If you are creating a web application, it's pretty much just standard client certification authentication. The fact that the certificate came from a hardware token doesn't change much for the server; if you want to accept only CAC certificates, you can specify set of acceptable certificate policies when the server validates the client certificate. (Policy validation is a standard part of PKIX validation.) If this application is for a government customer, you'll need to work closely with their security team to ensure that your solution meets their requirements, which can be stringent. If this is your scenario, let me know and I'll update my answer with some of the issues that we encountered.

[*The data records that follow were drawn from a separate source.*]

//! Membership records and their date-derived lifecycle.
//!
//! The stored status is only a cache. Whether a membership is active is
//! decided by comparing its `end_date` with the current day; every
//! eligibility check and every response goes through [`Membership::status_on`].

use chrono::{Days, Months, NaiveDate};
use serde::Serialize;
use utoipa::ToSchema;

use super::{MealType, MealsPerDay, MembershipId, MessId, PlanType, UserId};

/// Days before the end date during which a membership counts as expiring.
pub const EXPIRING_SOON_DAYS: i64 = 5;

vocabulary!(
    /// Status persisted alongside the membership.
    StoredMembershipStatus, "membership status" {
        /// Not yet marked expired.
        Active => "active",
        /// Explicitly marked expired.
        Expired => "expired",
    }
);

/// Lifecycle state derived from the membership dates.
#[derive(Debug, Clone, Copy, PartialEq, Eq, Serialize, ToSchema)]
#[serde(tag = "state", rename_all = "snake_case")]
pub enum MembershipStatus {
    /// More than [`EXPIRING_SOON_DAYS`] days remain.
    Active,
    /// Between zero and [`EXPIRING_SOON_DAYS`] days remain.
    ExpiringSoon {
        /// Whole days until the end date.
        #[serde(rename = "daysLeft")]
        days_left: i64,
    },
    /// The end date has passed or the record is stored as expired.
    Expired,
}

impl MembershipStatus {
    /// Whether the member may still use the mess.
    pub const fn is_active(self) -> bool {
        !matches!(self, Self::Expired)
    }

    /// Whether the membership is expiring with at most `window_days` left.
    ///
    /// Only [`MembershipStatus::ExpiringSoon`] qualifies, so a window wider
    /// than [`EXPIRING_SOON_DAYS`] never admits an `Active` membership.
    pub const fn is_expiring_within(self, window_days: i64) -> bool {
        matches!(self, Self::ExpiringSoon { days_left } if days_left <= window_days)
    }
}

/// A member's subscription period at one mess.
#[derive(Debug, Clone, PartialEq, Eq)]
pub struct Membership {
    /// Record identifier.
    pub id: MembershipId,
    /// Subscribed account.
    pub user_id: UserId,
    /// Mess subscribed to.
    pub mess_id: MessId,
    /// Billing period.
    pub plan_type: PlanType,
    /// Meals covered by the plan.
    pub meals_per_day: MealsPerDay,
    /// First day of the subscription.
    pub start_date: NaiveDate,
    /// Last day of the subscription.
    pub end_date: NaiveDate,
    /// Cached status; see [`Membership::status_on`].
    pub stored_status: StoredMembershipStatus,
}

impl Membership {
    /// Whole days from `today` until the end date; negative once past.
    pub fn days_left(&self, today: NaiveDate) -> i64 {
        (self.end_date - today).num_days()
    }

    /// Derive the lifecycle state on a given calendar day.
    ///
    /// # Examples
    /// ```
    /// use chrono::NaiveDate;
    /// use mess_backend::domain::{
    ///     MealsPerDay, Membership, MembershipId, MembershipStatus, MessId, PlanType,
    ///     StoredMembershipStatus, UserId,
    /// };
    ///
    /// let today = NaiveDate::from_ymd_opt(2025, 3, 10).expect("date");
    /// let membership = Membership {
    ///     id: MembershipId::random(),
    ///     user_id: UserId::random(),
    ///     mess_id: MessId::random(),
    ///     plan_type: PlanType::Monthly,
    ///     meals_per_day: MealsPerDay::Both,
    ///     start_date: NaiveDate::from_ymd_opt(2025, 2, 12).expect("date"),
    ///     end_date: NaiveDate::from_ymd_opt(2025, 3, 12).expect("date"),
    ///     stored_status: StoredMembershipStatus::Active,
    /// };
    /// assert_eq!(
    ///     membership.status_on(today),
    ///     MembershipStatus::ExpiringSoon { days_left: 2 }
    /// );
    /// ```
    pub fn status_on(&self, today: NaiveDate) -> MembershipStatus {
        if self.stored_status == StoredMembershipStatus::Expired {
            return MembershipStatus::Expired;
        }
        let days_left = self.days_left(today);
        if days_left < 0 {
            MembershipStatus::Expired
        } else if days_left <= EXPIRING_SOON_DAYS {
            MembershipStatus::ExpiringSoon { days_left }
        } else {
            MembershipStatus::Active
        }
    }

    /// Whether the plan includes `meal`.
    pub const fn is_eligible_for(&self, meal: MealType) -> bool {
        self.meals_per_day.covers(meal)
    }
}

/// Compute the end date implied by a plan starting on `start`.
///
/// Calendar months clamp to the last day of shorter months, so a monthly plan
/// starting on 31 January ends on the last day of February.
///
/// Returns `None` only when the result would overflow the calendar.
pub fn end_date_for(plan: PlanType, start: NaiveDate) -> Option<NaiveDate> {
    match plan {
        PlanType::Monthly => start.checked_add_months(Months::new(1)),
        PlanType::Quarterly => start.checked_add_months(Months::new(3)),
        PlanType::Custom => start.checked_add_days(Days::new(30)),
    }
}

/// A membership paired with its derived status.
#[derive(Debug, Clone, PartialEq, Eq)]
pub struct MembershipView {
    /// Stored record.
    pub membership: Membership,
    /// Status derived from the record's dates.
    pub status: MembershipStatus,
}

impl MembershipView {
    /// Pair `membership` with its status on `today`.
    pub fn on(membership: Membership, today: NaiveDate) -> Self {
        let status = membership.status_on(today);
        Self { membership, status }
    }
}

If you are writing a client, and need to access the physical reader, you may be able to use the Sun PKCS #11 provider, since Java 1.5. I've experimented with this provider, and you can read more about it in another answer.
On the server, you should check that the certificate is not revoked. However, some of these CRLs are enormous—we had over 100 Mb worth of CRL files, and the built-in Sun revocation checker does not scale well to this size.
You will also need to make sure that you have the right root CA certificates in Tomcat's "trust" key store (the government root CA certs are little harder to find because they want to make sure users are verifying them properly). We also found that Firefox does not send the entire certificate chain unless users import the intermediate certificates into their browser manually.